11β-hydroxylase deficiency is the second most frequent cause of congenital adrenal hyperplasia (CAH), corresponding to approximately 5% of cases., and caused by inactivating mutations in the CYP11B1 gene. We aimed to describe four new cases from two different families with a clinical diagnosis of 11β-hydroxylase deficiency. Family 1: Two siblings born from consanguineous parents. A 31-year-old (yo) woman presented at 5 yo with genital ambiguity (Prader II), high blood pressure (HBP) and precocious pubarche (PP). She lost follow and returned after 3 full term normal pregnancies while using prednisone. 4 years after last gestation, she remained normotensive without any treatment.
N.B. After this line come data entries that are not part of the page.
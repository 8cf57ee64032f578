use serde::{Deserialize, Serialize};
use crate::models::domain::{BloodType, DonorRecord};

/// Response for the donor search endpoints
#[derive(Debug, Clone, Serialize, Deserialize)]
pub struct SearchDonorsResponse {
    pub donors: Vec<DonorRecord>,
    #[serde(rename = "totalResults")]
    pub total_results: usize,
}

/// Compatibility lookup response
#[derive(Debug, Clone, Serialize, Deserialize)]
pub struct CompatibilityResponse {
    #[serde(rename = "bloodType")]
    pub blood_type: BloodType,
    #[serde(rename = "canReceiveFrom")]
    pub can_receive_from: Vec<BloodType>,
    #[serde(rename = "canDonateTo")]
    pub can_donate_to: Vec<BloodType>,
}

/// Health check response
#[derive(Debug, Clone, Serialize, Deserialize)]
pub struct HealthResponse {
    pub status: String,
    pub version: String,
    pub donors: usize,
    pub timestamp: chrono::DateTime<chrono::Utc>,
}

/// Error response
#[derive(Debug, Clone, Serialize, Deserialize)]
pub struct ErrorResponse {
    pub error: String,
    pub message: String,
    pub status_code: u16,
}
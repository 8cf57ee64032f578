// Model exports
pub mod domain;
pub mod requests;
pub mod responses;

pub use domain::{
    BloodType, DonationRequest, DonationType, DonorRecord, MissingDistance, OrganType,
    ParseBloodTypeError, ParseOrganTypeError, RequestStatus, SearchQuery, Urgency,
};
pub use requests::{
    EligibilityQuestionnaire, RegisterDonorRequest, SearchDonorsRequest, UpdateDonorRequest,
};
pub use responses::{CompatibilityResponse, ErrorResponse, HealthResponse, SearchDonorsResponse};
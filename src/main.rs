use actix_cors::Cors;
use actix_web::{web, App, HttpServer, middleware};
use donor_match::config::Settings;
use donor_match::routes::{self, donors::AppState};
use donor_match::services::DonorRegistry;
use std::sync::Arc;
use tracing::{info, error};
use tracing_subscriber::EnvFilter;

fn init_logging(settings: Option<&Settings>) {
    let log_level = std::env::var("LOG_LEVEL")
        .ok()
        .or_else(|| settings.map(|s| s.logging.level.clone()))
        .unwrap_or_else(|| "info".to_string());
    let log_format = std::env::var("LOG_FORMAT")
        .ok()
        .or_else(|| settings.map(|s| s.logging.format.clone()))
        .unwrap_or_else(|| "json".to_string());

    let subscriber = tracing_subscriber::fmt()
        .with_env_filter(EnvFilter::new(log_level))
        .with_target(false)
        .with_level(true);

    if log_format == "pretty" {
        subscriber.pretty().init();
    } else {
        subscriber.json().init();
    }
}

#[actix_web::main]
async fn main() -> std::io::Result<()> {
    // Load .env file if present
    dotenv::dotenv().ok();

    let settings = Settings::load();
    init_logging(settings.as_ref().ok());

    info!("Starting donor matching service...");

    let settings = settings.unwrap_or_else(|e| {
        error!("Failed to load configuration: {}", e);
        panic!("Configuration error: {}", e);
    });

    info!("Configuration loaded successfully");

    let registry = match &settings.registry.seed_file {
        Some(path) => DonorRegistry::load_seed(path).unwrap_or_else(|e| {
            error!("Failed to load donor seed file {}: {}", path, e);
            panic!("Seed file error: {}", e);
        }),
        None => {
            info!("No seed file configured, starting with an empty registry");
            DonorRegistry::new()
        }
    };

    let app_state = AppState::new(Arc::new(registry), &settings);

    info!(
        "Matcher initialized with rules: {:?}, missing distance: {:?}",
        app_state.matcher.rules(),
        app_state.matcher.missing_distance()
    );

    // Configure HTTP server
    let host = settings.server.host.clone();
    let port = settings.server.port;
    let workers = settings.server.workers.unwrap_or(4);

    info!("Starting HTTP server on {}:{}", host, port);

    HttpServer::new(move || {
        let cors = Cors::permissive();

        App::new()
            .app_data(web::Data::new(app_state.clone()))
            .app_data(routes::json_config())
            .wrap(cors)
            .wrap(middleware::Logger::default())
            .wrap(middleware::Compress::default())
            .configure(routes::configure_routes)
    })
    .workers(workers)
    .bind((host, port))?
    .run()
    .await
}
Her 24 yo brother presented at age 7 yo with PP, hypokalemia and HBP, when glucocorticoids and anti-hypertensives were started. He had low treatment adherence and evolved with persistent hypertension and left ventricular hypertrophy. Family 2: A 2.9 yo boy presented with PP and high BP, managed with hydrocortisone and anti-hypertensives. His sister presented at 21 days of life with genital ambiguity and salt wasting, managed with hydrocortisone and oral sodium. A detailed steroid profile was performed in all subjects, which confirmed the diagnosis. The CYP11B1 coding region of the patients and their parents was automatically sequenced. In the two siblings from Family 1, a homozygous splice site point mutation, IVS4 ds-1 G>A, was identified in exon 4 (g.3132G> A). In Family 2, both siblings harbored a nonsense mutation in exon 6 (c.1066 C> T), which generates a truncated protein (p.Q356X). The mutations presented herein were associated with a highly variable phenotype, from a mildly virilizing phenotype to a high degree of virilization with hypertension and with salt wasting, which is unexpected. Further studies of variants in other genes associated with hypertension, in compensatory pathways of steroid synthesis and metabolism, or the verification of chimeric CYP11B genes are needed to clarify the phenotypic heterogeneity.